Stored data
* * * * * * * * *
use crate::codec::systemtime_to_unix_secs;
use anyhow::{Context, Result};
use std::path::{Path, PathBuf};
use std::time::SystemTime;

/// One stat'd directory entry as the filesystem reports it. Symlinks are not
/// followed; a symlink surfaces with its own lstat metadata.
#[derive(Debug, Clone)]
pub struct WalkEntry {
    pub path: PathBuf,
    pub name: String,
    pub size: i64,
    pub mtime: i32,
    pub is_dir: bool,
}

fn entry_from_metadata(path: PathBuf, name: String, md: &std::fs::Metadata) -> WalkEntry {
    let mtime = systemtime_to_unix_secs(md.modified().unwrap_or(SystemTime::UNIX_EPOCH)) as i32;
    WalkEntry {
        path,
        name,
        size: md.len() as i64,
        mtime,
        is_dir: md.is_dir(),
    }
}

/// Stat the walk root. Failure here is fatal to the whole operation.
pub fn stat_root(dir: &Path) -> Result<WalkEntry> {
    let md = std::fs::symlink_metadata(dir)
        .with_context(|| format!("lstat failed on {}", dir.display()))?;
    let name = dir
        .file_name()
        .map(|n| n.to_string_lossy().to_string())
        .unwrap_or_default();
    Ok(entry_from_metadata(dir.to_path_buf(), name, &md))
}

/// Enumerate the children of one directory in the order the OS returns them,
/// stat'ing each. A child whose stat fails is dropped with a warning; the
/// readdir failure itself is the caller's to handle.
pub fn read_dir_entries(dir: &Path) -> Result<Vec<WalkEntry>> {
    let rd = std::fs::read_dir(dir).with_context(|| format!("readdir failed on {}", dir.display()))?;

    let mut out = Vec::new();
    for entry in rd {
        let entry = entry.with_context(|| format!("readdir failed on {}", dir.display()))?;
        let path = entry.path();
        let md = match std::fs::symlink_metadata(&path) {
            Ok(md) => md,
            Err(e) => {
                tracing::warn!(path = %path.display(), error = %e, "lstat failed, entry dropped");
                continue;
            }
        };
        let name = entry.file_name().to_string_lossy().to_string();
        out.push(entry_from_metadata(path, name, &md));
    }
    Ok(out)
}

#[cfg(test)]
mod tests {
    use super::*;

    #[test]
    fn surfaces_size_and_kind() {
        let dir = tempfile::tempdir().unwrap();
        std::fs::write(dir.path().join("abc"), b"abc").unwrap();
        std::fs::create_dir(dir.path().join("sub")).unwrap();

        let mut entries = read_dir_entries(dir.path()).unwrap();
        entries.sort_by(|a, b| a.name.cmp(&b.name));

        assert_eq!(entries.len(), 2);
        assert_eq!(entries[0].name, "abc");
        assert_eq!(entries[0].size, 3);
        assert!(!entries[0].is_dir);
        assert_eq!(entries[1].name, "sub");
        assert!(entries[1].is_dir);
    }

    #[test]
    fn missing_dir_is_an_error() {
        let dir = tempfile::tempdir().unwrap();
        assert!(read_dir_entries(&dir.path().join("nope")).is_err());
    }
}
* * * * * * * * *
> **EXERCISE BRIEF**: Every line above is to be duplicated exactly as shown.

> **RESPONSE AREA**:
use crate::codec::systemtime_to_unix_secs;
use anyhow::{Context, Result};
use std::path::{Path, PathBuf};
use std::time::SystemTime;

/// One stat'd directory entry as the filesystem reports it. Symlinks are not
/// followed; a symlink surfaces with its own lstat metadata.
#[derive(Debug, Clone)]
pub struct WalkEntry {
    pub path: PathBuf,
    pub name: String,
    pub size: i64,
    pub mtime: i32,
    pub is_dir: bool,
}

fn entry_from_metadata(path: PathBuf, name: String, md: &std::fs::Metadata) -> WalkEntry {
    let mtime = systemtime_to_unix_secs(md.modified().unwrap_or(SystemTime::UNIX_EPOCH)) as i32;
    WalkEntry {
        path,
        name,
        size: md.len() as i64,
        mtime,
        is_dir: md.is_dir(),
    }
}

/// Stat the walk root. Failure here is fatal to the whole operation.
pub fn stat_root(dir: &Path) -> Result<WalkEntry> {
    let md = std::fs::symlink_metadata(dir)
        .with_context(|| format!("lstat failed on {}", dir.display()))?;
    let name = dir
        .file_name()
        .map(|n| n.to_string_lossy().to_string())
        .unwrap_or_default();
    Ok(entry_from_metadata(dir.to_path_buf(), name, &md))
}

/// Enumerate the children of one directory in the order the OS returns them,
/// stat'ing each. A child whose stat fails is dropped with a warning; the
/// readdir failure itself is the caller's to handle.
pub fn read_dir_entries(dir: &Path) -> Result<Vec<WalkEntry>> {
    let rd = std::fs::read_dir(dir).with_context(|| format!("readdir failed on {}", dir.display()))?;

    let mut out = Vec::new();
    for entry in rd {
        let entry = entry.with_context(|| format!("readdir failed on {}", dir.display()))?;
        let path = entry.path();
        let md = match std::fs::symlink_metadata(&path) {
            Ok(md) => md,
            Err(e) => {
                tracing::warn!(path = %path.display(), error = %e, "lstat failed, entry dropped");
                continue;
            }
        };
        let name = entry.file_name().to_string_lossy().to_string();
        out.push(entry_from_metadata(path, name, &md));
    }
    Ok(out)
}

#[cfg(test)]
mod tests {
    use super::*;

    #[test]
    fn surfaces_size_and_kind() {
        let dir = tempfile::tempdir().unwrap();
        std::fs::write(dir.path().join("abc"), b"abc").unwrap();
        std::fs::create_dir(dir.path().join("sub")).unwrap();

        let mut entries = read_dir_entries(dir.path()).unwrap();
        entries.sort_by(|a, b| a.name.cmp(&b.name));

        assert_eq!(entries.len(), 2);
        assert_eq!(entries[0].name, "abc");
        assert_eq!(entries[0].size, 3);
        assert!(!entries[0].is_dir);
        assert_eq!(entries[1].name, "sub");
        assert!(entries[1].is_dir);
    }

    #[test]
    fn missing_dir_is_an_error() {
        let dir = tempfile::tempdir().unwrap();
        assert!(read_dir_entries(&dir.path().join("nope")).is_err());
    }
}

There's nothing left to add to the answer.